- [Work instruction]
Pull each line with the string "helpers" from the entries.

─── Data records ───

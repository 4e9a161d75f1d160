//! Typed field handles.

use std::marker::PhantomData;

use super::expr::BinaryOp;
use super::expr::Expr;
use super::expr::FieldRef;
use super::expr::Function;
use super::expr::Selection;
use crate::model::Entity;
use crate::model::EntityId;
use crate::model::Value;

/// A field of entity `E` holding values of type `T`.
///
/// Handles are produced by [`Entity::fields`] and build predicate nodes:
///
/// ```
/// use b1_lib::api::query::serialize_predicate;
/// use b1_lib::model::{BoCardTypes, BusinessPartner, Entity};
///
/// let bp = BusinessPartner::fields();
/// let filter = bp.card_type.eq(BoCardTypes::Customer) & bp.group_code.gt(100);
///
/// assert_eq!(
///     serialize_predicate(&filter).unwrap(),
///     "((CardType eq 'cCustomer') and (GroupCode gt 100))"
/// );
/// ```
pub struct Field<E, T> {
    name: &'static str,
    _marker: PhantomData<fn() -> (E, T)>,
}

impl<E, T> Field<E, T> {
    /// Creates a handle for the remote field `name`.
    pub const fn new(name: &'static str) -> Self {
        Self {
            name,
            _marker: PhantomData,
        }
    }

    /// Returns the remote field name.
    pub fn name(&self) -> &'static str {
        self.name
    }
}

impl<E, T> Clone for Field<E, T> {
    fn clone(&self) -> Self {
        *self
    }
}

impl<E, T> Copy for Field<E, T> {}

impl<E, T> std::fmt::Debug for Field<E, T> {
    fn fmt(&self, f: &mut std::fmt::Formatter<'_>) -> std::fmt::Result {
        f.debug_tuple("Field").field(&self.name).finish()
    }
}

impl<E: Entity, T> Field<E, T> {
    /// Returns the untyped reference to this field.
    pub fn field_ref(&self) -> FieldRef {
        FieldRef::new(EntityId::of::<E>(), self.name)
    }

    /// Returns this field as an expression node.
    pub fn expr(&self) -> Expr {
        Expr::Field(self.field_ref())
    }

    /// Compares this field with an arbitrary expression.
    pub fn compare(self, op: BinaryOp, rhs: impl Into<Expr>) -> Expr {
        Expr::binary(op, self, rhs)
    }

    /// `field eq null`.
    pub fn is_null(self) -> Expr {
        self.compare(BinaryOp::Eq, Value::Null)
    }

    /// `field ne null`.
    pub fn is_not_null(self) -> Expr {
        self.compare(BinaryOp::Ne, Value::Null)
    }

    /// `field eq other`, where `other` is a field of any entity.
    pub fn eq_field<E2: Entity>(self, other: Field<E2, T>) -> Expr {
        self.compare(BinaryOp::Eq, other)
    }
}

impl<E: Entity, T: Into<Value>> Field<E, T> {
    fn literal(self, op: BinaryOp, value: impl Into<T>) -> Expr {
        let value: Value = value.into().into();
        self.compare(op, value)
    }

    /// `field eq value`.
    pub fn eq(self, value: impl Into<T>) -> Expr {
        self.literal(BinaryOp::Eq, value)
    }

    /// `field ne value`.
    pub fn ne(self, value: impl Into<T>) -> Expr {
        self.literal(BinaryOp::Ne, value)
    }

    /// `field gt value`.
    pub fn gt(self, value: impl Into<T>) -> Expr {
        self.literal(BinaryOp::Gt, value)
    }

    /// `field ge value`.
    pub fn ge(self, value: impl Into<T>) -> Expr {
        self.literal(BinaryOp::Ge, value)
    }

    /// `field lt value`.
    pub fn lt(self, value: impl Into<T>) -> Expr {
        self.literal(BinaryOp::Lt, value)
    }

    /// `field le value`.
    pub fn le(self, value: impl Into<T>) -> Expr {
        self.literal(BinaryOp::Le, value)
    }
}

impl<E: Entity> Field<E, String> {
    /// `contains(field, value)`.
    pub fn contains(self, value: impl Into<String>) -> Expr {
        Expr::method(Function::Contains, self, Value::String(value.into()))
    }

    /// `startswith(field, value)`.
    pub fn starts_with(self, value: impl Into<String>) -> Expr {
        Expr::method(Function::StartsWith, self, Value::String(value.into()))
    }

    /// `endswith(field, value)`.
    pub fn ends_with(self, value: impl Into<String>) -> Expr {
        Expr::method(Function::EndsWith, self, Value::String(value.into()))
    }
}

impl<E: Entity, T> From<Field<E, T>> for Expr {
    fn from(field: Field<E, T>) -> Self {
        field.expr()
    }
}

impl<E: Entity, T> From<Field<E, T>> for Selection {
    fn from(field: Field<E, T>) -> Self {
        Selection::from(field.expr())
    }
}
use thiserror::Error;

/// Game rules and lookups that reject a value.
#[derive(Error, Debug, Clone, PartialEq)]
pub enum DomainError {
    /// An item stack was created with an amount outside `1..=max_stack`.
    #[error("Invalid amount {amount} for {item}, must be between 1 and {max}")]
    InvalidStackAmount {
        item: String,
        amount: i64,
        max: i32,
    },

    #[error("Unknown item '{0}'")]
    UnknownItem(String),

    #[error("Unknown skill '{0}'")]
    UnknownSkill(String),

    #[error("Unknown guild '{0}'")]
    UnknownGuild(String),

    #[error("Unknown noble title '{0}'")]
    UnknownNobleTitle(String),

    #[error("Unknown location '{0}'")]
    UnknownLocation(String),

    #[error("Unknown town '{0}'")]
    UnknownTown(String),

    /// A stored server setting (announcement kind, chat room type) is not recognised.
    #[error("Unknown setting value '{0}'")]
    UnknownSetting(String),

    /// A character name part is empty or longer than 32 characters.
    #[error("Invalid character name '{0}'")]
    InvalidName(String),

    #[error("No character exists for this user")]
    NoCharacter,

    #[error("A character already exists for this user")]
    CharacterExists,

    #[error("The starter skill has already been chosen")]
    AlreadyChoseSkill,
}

───
─── Data records ───

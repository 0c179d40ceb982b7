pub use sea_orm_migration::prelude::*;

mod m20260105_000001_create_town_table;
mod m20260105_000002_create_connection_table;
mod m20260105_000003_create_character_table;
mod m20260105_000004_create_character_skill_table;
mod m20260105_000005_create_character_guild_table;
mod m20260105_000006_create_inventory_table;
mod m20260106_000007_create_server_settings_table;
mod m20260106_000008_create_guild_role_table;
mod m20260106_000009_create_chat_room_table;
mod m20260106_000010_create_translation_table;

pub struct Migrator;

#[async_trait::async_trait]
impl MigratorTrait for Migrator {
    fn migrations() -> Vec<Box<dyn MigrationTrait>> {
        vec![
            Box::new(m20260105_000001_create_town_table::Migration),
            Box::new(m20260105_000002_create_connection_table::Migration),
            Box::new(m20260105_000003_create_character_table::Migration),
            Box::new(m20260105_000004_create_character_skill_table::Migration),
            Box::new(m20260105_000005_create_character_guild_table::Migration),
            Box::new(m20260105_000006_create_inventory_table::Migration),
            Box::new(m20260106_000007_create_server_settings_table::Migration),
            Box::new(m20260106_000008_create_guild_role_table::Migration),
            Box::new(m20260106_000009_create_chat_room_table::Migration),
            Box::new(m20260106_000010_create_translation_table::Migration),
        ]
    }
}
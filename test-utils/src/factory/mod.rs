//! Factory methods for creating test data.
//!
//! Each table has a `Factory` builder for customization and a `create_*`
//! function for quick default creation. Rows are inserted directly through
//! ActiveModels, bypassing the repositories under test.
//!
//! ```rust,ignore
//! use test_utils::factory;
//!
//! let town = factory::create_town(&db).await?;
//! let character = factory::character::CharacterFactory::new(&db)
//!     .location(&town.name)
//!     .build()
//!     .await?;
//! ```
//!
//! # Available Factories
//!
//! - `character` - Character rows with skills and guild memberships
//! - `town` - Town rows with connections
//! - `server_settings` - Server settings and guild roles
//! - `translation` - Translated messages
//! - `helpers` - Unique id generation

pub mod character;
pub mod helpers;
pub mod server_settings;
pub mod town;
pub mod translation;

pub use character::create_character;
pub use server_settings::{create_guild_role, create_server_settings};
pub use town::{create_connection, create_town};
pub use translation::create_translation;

───
─── Data records ───

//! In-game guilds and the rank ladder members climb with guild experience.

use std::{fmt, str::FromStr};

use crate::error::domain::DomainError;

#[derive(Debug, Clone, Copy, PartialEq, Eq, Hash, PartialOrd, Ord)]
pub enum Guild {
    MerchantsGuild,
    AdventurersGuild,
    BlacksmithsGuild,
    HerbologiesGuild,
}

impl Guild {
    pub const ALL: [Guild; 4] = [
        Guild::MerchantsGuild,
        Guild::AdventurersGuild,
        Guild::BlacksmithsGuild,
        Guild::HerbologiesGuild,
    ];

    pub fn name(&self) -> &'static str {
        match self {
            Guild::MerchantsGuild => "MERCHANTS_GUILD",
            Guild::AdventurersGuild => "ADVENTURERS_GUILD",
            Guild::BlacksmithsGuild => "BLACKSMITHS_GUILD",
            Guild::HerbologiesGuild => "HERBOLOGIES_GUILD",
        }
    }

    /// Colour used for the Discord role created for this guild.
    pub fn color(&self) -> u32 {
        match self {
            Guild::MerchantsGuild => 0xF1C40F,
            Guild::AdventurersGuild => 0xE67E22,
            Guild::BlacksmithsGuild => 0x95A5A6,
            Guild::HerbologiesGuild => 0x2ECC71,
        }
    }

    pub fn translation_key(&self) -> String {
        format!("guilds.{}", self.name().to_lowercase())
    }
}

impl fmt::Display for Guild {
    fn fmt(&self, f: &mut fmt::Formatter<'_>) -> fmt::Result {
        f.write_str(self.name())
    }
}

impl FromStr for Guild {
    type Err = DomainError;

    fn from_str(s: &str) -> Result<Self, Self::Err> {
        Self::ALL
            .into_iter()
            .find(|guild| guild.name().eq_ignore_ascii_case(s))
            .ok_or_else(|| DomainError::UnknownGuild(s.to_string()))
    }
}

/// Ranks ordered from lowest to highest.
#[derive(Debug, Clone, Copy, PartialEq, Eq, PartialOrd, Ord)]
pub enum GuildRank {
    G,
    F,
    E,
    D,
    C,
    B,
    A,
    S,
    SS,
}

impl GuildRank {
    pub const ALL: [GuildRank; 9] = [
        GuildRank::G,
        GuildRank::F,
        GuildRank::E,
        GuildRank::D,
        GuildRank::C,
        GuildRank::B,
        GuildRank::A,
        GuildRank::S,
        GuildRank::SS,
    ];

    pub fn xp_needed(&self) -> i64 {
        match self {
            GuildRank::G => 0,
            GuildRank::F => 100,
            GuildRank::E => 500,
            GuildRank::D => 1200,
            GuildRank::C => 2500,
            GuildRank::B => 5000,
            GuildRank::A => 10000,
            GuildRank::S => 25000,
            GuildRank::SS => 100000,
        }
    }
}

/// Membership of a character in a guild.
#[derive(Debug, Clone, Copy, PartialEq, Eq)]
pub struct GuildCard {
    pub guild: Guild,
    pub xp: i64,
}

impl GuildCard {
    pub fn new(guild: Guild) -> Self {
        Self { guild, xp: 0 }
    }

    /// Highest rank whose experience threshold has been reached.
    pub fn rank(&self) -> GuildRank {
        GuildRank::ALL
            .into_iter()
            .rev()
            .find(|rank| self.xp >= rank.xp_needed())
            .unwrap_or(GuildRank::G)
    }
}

───

- [Solution below]
//! - `helpers` - Unique id generation
pub mod helpers;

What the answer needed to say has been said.